* **TASK REQUIREMENTS**
Among the records, which lines include "next"? List them.

* **RECORD SET**
impl<'a> Parser<'a> {
	pub fn new(tokens: Vec<Token<'a>>) -> Self {
		Self { tokens: tokens.into_iter().peekable(), errors: Vec::new(), loop_depth: 0, depth: 0 }
	}

	/// Parse the whole token stream into statements.
	#[tracing::instrument(level = "debug", skip_all)]
	pub fn parse(mut self) -> Result<Vec<Statement<'a>>, LoxError> {
		let statements = match self.program() {
			Ok(statements) => statements,
			Err(ParserError::InternalError(e)) => return Err(e.into()),
			Err(ParserError::ParseError(e)) => {
				self.report(e);
				Vec::new()
			}
		};
		if !self.errors.is_empty() {
			tracing::debug!(count = self.errors.len(), "parsing failed");
			return Err(LoxError::ParserErrors(self.errors));
		}
		tracing::debug!(count = statements.len(), "parsed statements");
		Ok(statements)
	}

	/// Parse declarations until `Eof`, recovering from syntax errors.
	fn program(&mut self) -> Result<Vec<Statement<'a>>, ParserError> {
		let mut statements = Vec::new();
		while !self.is_at_end()? {
			if let Some(statement) = self.declaration()? {
				statements.push(statement);
			}
		}
		Ok(statements)
	}

	/// Parse one declaration. A syntax error is recorded and yields `None`.
	fn declaration(&mut self) -> Result<Option<Statement<'a>>, ParserError> {
		let result = if self.check(&Var)? {
			self.advance()?;
			self.var_declaration()
		} else {
			self.statement()
		};
		match result {
			Ok(statement) => Ok(Some(statement)),
			Err(ParserError::ParseError(error)) => {
				self.report(error);
				self.synchronize()?;
				Ok(None)
			}
			Err(e) => Err(e),
		}
	}

	fn var_declaration(&mut self) -> Result<Statement<'a>, ParserError> {
		let name_token = self.consume(Identifier(""), "variable name")?;
		let initializer = if self.check(&Equal)? {
			self.advance()?;
			Some(*self.expression()?)
		} else {
			None
		};
		self.consume(Semicolon, "';' after variable declaration")?;
		Ok(Statement::VarDeclaration { name_token, initializer })
	}

	fn statement(&mut self) -> Result<Statement<'a>, ParserError> {
		match self.peek()?.r#type {
			Print => {
				self.advance()?;
				let value = *self.expression()?;
				self.consume(Semicolon, "';' after value")?;
				Ok(Statement::Print(value))
			}
			LeftBrace => {
				let brace = self.advance()?;
				Ok(Statement::Block(self.nested(&brace, Self::block)?))
			}
			If => self.if_statement(),
			While => self.while_statement(),
			Break | Continue => self.loop_control(),
			_ => {
				let expression = *self.expression()?;
				self.consume(Semicolon, "';' after expression")?;
				Ok(Statement::Expression(expression))
			}
		}
	}

	/// Parse the declarations of a block, the `{` already consumed.
	fn block(&mut self) -> Result<Vec<Statement<'a>>, ParserError> {
		let mut statements = Vec::new();
		while !matches!(self.peek()?.r#type, RightBrace | Eof) {
			if let Some(statement) = self.declaration()? {
				statements.push(statement);
			}
		}
		self.consume(RightBrace, "'}' after block")?;
		Ok(statements)
	}

	fn if_statement(&mut self) -> Result<Statement<'a>, ParserError> {
		let keyword = self.advance()?;
		self.consume(LeftParen, "'(' after 'if'")?;
		let condition = *self.expression()?;
		self.consume(RightParen, "')' after if condition")?;

		let then_branch = Box::new(self.nested(&keyword, Self::statement)?);
		let else_branch = if self.check(&Else)? {
			let keyword = self.advance()?;
			Some(Box::new(self.nested(&keyword, Self::statement)?))
		} else {
			None
		};
		Ok(Statement::If { condition, then_branch, else_branch })
	}

	fn while_statement(&mut self) -> Result<Statement<'a>, ParserError> {
		let keyword = self.advance()?;
		self.consume(LeftParen, "'(' after 'while'")?;
		let condition = *self.expression()?;
		self.consume(RightParen, "')' after condition")?;

		self.loop_depth += 1;
		let body = self.nested(&keyword, Self::statement);
		self.loop_depth -= 1;
		Ok(Statement::While { condition, body: Box::new(body?) })
	}

	/// Parse `break;` or `continue;`, only legal inside a `while` body.
	fn loop_control(&mut self) -> Result<Statement<'a>, ParserError> {
		let keyword = self.advance()?;
		let is_break = matches!(keyword.r#type, Break);
		if self.loop_depth == 0 {
			let name = if is_break { "break" } else { "continue" };
			return Err(ParseError::new(&keyword, ParseErrorType::OutsideLoop(name)).into());
		}
		self.consume(Semicolon, if is_break { "';' after 'break'" } else { "';' after 'continue'" })?;
		Ok(if is_break { Statement::Break(keyword) } else { Statement::Continue(keyword) })
	}

	/// Parse an expression.
	fn expression(&mut self) -> Result<Box<Expression<'a>>, ParserError> { self.assignment() }

	/// Parse assignment, right associative. An invalid target is recorded
	/// without unwinding, the parser is still in a known state.
	fn assignment(&mut self) -> Result<Box<Expression<'a>>, ParserError> {
		let expression = self.or()?;
		if self.check(&Equal)? {
			let equals = self.advance()?;
			let value = self.nested(&equals, Self::assignment)?;
			return match *expression {
				Expression::Variable(target) => Ok(Expression::assign(target, value)),
				expression => {
					self.report(ParseError::new(&equals, ParseErrorType::InvalidAssignmentTarget));
					Ok(Box::new(expression))
				}
			};
		}
		Ok(expression)
	}

	/// Parse `or` expressions.
	fn or(&mut self) -> Result<Box<Expression<'a>>, ParserError> {
		let mut expression = self.and()?;
		while matches!(self.peek()?.r#type, Or) {
			expression = Expression::logical(expression, self.advance()?, self.and()?)
		}
		Ok(expression)
	}

	/// Parse `and` expressions.
	fn and(&mut self) -> Result<Box<Expression<'a>>, ParserError> {
		let mut expression = self.equality()?;
		while matches!(self.peek()?.r#type, And) {
			expression = Expression::logical(expression, self.advance()?, self.equality()?)
		}
		Ok(expression)
	}

	/// Parse equality expressions.
	fn equality(&mut self) -> Result<Box<Expression<'a>>, ParserError> {
		let mut expression = self.comparison()?;
		while matches!(self.peek()?.r#type, BangEqual | EqualEqual) {
			expression = Expression::binary(expression, self.advance()?, self.comparison()?)
		}
		Ok(expression)
	}

	/// Parse comparison expressions.
	fn comparison(&mut self) -> Result<Box<Expression<'a>>, ParserError> {
		let mut expression = self.term()?;
		while matches!(self.peek()?.r#type, Greater | GreaterEqual | Less | LessEqual) {
			expression = Expression::binary(expression, self.advance()?, self.term()?)
		}
		Ok(expression)
	}

	/// Parse term expressions.
	fn term(&mut self) -> Result<Box<Expression<'a>>, ParserError> {
		let mut expression = self.factor()?;
		while matches!(self.peek()?.r#type, Minus | Plus) {
			expression = Expression::binary(expression, self.advance()?, self.factor()?)
		}
		Ok(expression)
	}

	/// Parse factor expressions.
	fn factor(&mut self) -> Result<Box<Expression<'a>>, ParserError> {
		let mut expression = self.unary()?;
		while matches!(self.peek()?.r#type, Slash | Star) {
			expression = Expression::binary(expression, self.advance()?, self.unary()?)
		}
		Ok(expression)
	}

	/// Parse unary expressions.
	fn unary(&mut self) -> Result<Box<Expression<'a>>, ParserError> {
		if matches!(self.peek()?.r#type, Bang | Minus) {
			let operator = self.advance()?;
			let right = self.nested(&operator, Self::unary)?;
			return Ok(Expression::unary(operator, right));
		}
		self.primary()
	}

	/// Parse primary expressions.
	fn primary(&mut self) -> Result<Box<Expression<'a>>, ParserError> {
		match self.peek()?.r#type {
			False | True | Nil | NumberLiteral(_) | StringLiteral(_) | Identifier(_) => {
				let token = self.advance()?;
				Ok(Box::new(token.try_into()?))
			}
			LeftParen => {
				let paren = self.advance()?;
				let expr = self.nested(&paren, Self::expression)?;
				self.consume(RightParen, "')' after expression")?;
				Ok(Expression::grouping(expr))
			}
			_ => Err(ParseError::new(self.peek()?, ParseErrorType::ExpectedExpression).into()),
		}
	}

	/// Run `parse` one nesting level below `opening`, or fail on `opening`
	/// once `MAX_NESTING` levels are open.
	fn nested<T>(
		&mut self, opening: &Token<'a>, parse: impl FnOnce(&mut Self) -> Result<T, ParserError>,
	) -> Result<T, ParserError> {
		if self.depth >= MAX_NESTING {
			return Err(ParseError::new(opening, ParseErrorType::TooDeeplyNested).into());
		}
		self.depth += 1;
		let result = parse(self);
		self.depth -= 1;
		result
	}

	/// Advance to the next token. `Eof` is never consumed.
	fn advance(&mut self) -> Result<Token<'a>, ParserError> {
		if self.is_at_end()? {
			return Ok(self.peek()?.clone());
		}
		self.tokens.next().ok_or_else(|| anyhow!("Unexpected EOF").into())
	}

	/// Peek at the current token.
	fn peek(&mut self) -> Result<&Token<'a>, ParserError> {
		self.tokens.peek().ok_or_else(|| anyhow!("Token stream ended without Eof").into())
	}

	fn is_at_end(&mut self) -> Result<bool, ParserError> { Ok(matches!(self.peek()?.r#type, Eof)) }

	/// Whether the current token has the same kind as `expected`, payload ignored.
	fn check(&mut self, expected: &TokenType<'a>) -> Result<bool, ParserError> {
		Ok(std::mem::discriminant(&self.peek()?.r#type) == std::mem::discriminant(expected))
	}

	/// Consume a token of the `expected` kind or fail with `Expect {what}`.
	fn consume(&mut self, expected: TokenType<'a>, what: &'static str) -> Result<Token<'a>, ParserError> {
		if self.check(&expected)? {
			return self.advance();
		}
		Err(ParseError::new(self.peek()?, ParseErrorType::Expected(what)).into())
	}

	fn report(&mut self, error: ParseError) {
		tracing::trace!(%error, "parse error");
		self.errors.push(error);
	}

	/// Discard tokens until a statement boundary: just past a `;`, or right
	/// before a keyword that starts a statement.
	fn synchronize(&mut self) -> Result<(), ParserError> {
		let mut previous = self.advance()?;
		loop {
			if matches!(previous.r#type, Semicolon) {
				return Ok(());
			}
			let next = &self.peek()?.r#type;
			if matches!(next, Eof) || next.starts_statement() {
				return Ok(());
			}
			previous = self.advance()?;
		}
	}
}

* **ANSWER SPACE**
	/// Advance to the next token. `Eof` is never consumed.
		self.tokens.next().ok_or_else(|| anyhow!("Unexpected EOF").into())
			let next = &self.peek()?.r#type;
			if matches!(next, Eof) || next.starts_statement() {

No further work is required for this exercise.